The Bertrams is an 1859 novel by Anthony Trollope, published in three volumes by Chapman & Hall. It follows George Bertram and his friend Arthur Wilkinson from youth to early disillusion, moving between London, the spa town of Littlebath, and the Levant. Religious doubt, professional ambition, and money are central concerns.

== Composition and background ==
Trollope states in his autobiography that he finished Doctor Thorne while travelling to Egypt on postal business and began The Bertrams the next day. He wrote it at Alexandria, Malta, Gibraltar, Glasgow, at sea, and completed it in Jamaica; he sold the novel to Chapman & Hall for £400. He later judged its plot weak and the book a failure.

== Plot summary ==
George Bertram, son of the mercenary Lieutenant-Colonel Sir Lionel Bertram, is placed under the guardianship of his prosperous merchant uncle of the same name. Though gifted and educated at Winchester School and Oxford University, George remains directionless. He briefly considers entering the Church and travels to Jerusalem, where a decisive moment on the Mount of Olives convinces him to pursue a legal career. During this time he falls in love with his cousin, Caroline Waddington, but she insists she will only marry once he has established himself.

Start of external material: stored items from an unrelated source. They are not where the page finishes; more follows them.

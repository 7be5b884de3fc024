pub mod conversion;
pub mod geometry;
pub mod records;
pub mod region;
#[cfg(feature = "tokio-runtime")]
pub mod source;

pub use conversion::{convert, default_converter, ConversionError, Converter, Ellipsoid, TransverseMercator};
pub use geometry::{normalize, normalize_value, NormalizedGeometry, RawGeometry};
pub use records::{build_entities, parse_records, resolve_position, CenterSource, Entity, RawLocationRecord};
pub use region::{classify, Region};

use serde_json::Value;

/// Reads a number from a JSON number or a numeric string
pub(crate) fn number_from(value: &Value) -> Option<f64> {
    match value {
        Value::Number(n) => n.as_f64(),
        Value::String(s) => s.trim().parse::<f64>().ok(),
        _ => None,
    }
}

After several years Caroline instead accepts the proposal of Sir Henry Harcourt, an ambitious barrister and rising politician. Harcourt’s eventual disgrace and suicide leave her widowed, and George finally marries her. Running parallel to their story are other thwarted relationships, most notably the entanglement between George’s close friend, the clergyman Arthur Wilkinson, and Adela Gauntlet.

== Characters ==
- George Bertram – an Oxford scholar turned barrister; intelligent, unsettled, and proud.
- Sir Lionel Bertram – George’s father, a feckless soldier serving abroad.
- George Bertram senior – a wealthy London merchant, George’s guardian.
- Caroline Waddington – George’s cousin once removed and the eventual Lady Harcourt.
- Sir Henry Harcourt – ambitious Tory barrister and MP, Caroline’s husband.
- Arthur Wilkinson – George’s conscientious clerical friend.
- Adela Gauntlet – involved in a subplot of frustrated courtship with Wilkinson.

== Themes and analysis ==
The novel is strongly concerned with failure, both personal and professional, in Victorian middle-class life. Trollope himself later described the book as “more than ordinarily bad”, though John Sutherland notes its close examination of the theme of disappointment.

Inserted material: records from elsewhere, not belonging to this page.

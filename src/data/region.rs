//! Administrative region labels derived from free-text locations.
//!
//! Korean address strings lead with the province or metropolitan-city name,
//! so the first whitespace-separated token is the region.

use crate::core::constants::OTHER_REGION;
use serde::{Deserialize, Serialize};
use std::fmt;

/// Administrative-unit label used to group entities
#[derive(Debug, Clone, PartialEq, Eq, Hash, PartialOrd, Ord, Serialize, Deserialize)]
#[serde(transparent)]
pub struct Region(String);

impl Region {
    pub fn new(label: impl Into<String>) -> Self {
        Self(label.into())
    }

    /// The reserved bucket for entities without an extractable region
    pub fn other() -> Self {
        Self(OTHER_REGION.to_string())
    }

    pub fn is_other(&self) -> bool {
        self.0 == OTHER_REGION
    }

    pub fn as_str(&self) -> &str {
        &self.0
    }
}

impl fmt::Display for Region {
    fn fmt(&self, f: &mut fmt::Formatter<'_>) -> fmt::Result {
        f.write_str(&self.0)
    }
}

/// Classifies a location string. Never fails: empty or missing text maps to
/// [`Region::other`].
pub fn classify(location: Option<&str>) -> Region {
    location
        .and_then(|text| text.split_whitespace().next())
        .map(Region::new)
        .unwrap_or_else(Region::other)
}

Other critics emphasise its sceptical tone. John Henry Newman noted the presence of doubt as unusual in Trollope’s early fiction. Hervé Picton links George Bertram’s loss of his Oxford fellowship to contemporary debates about biblical criticism and liberal theology.

== Reception ==
Reception was mixed. The Saturday Review (26 March 1859) described the novel as recommending “the expediency of love in a cottage”. Trollope himself regarded it as a failure, a judgment repeated by John Sutherland, though he also highlights its thematic interest in failure.

== Publication history ==
The first edition appeared in London in 1859 in three volumes (Chapman & Hall). A Leipzig copyright edition was issued the same year by Tauchnitz. The first American edition was published by Harper & Brothers, New York, in 1859.

== Legacy ==
Although overshadowed by the Barsetshire and Palliser novels, The Bertrams has attracted scholarly attention for its treatment of scepticism, prudential marriage, and professional compromise. Critics often discuss it alongside Castle Richmond and Orley Farm as part of Trollope’s early experiments with a darker comic mode.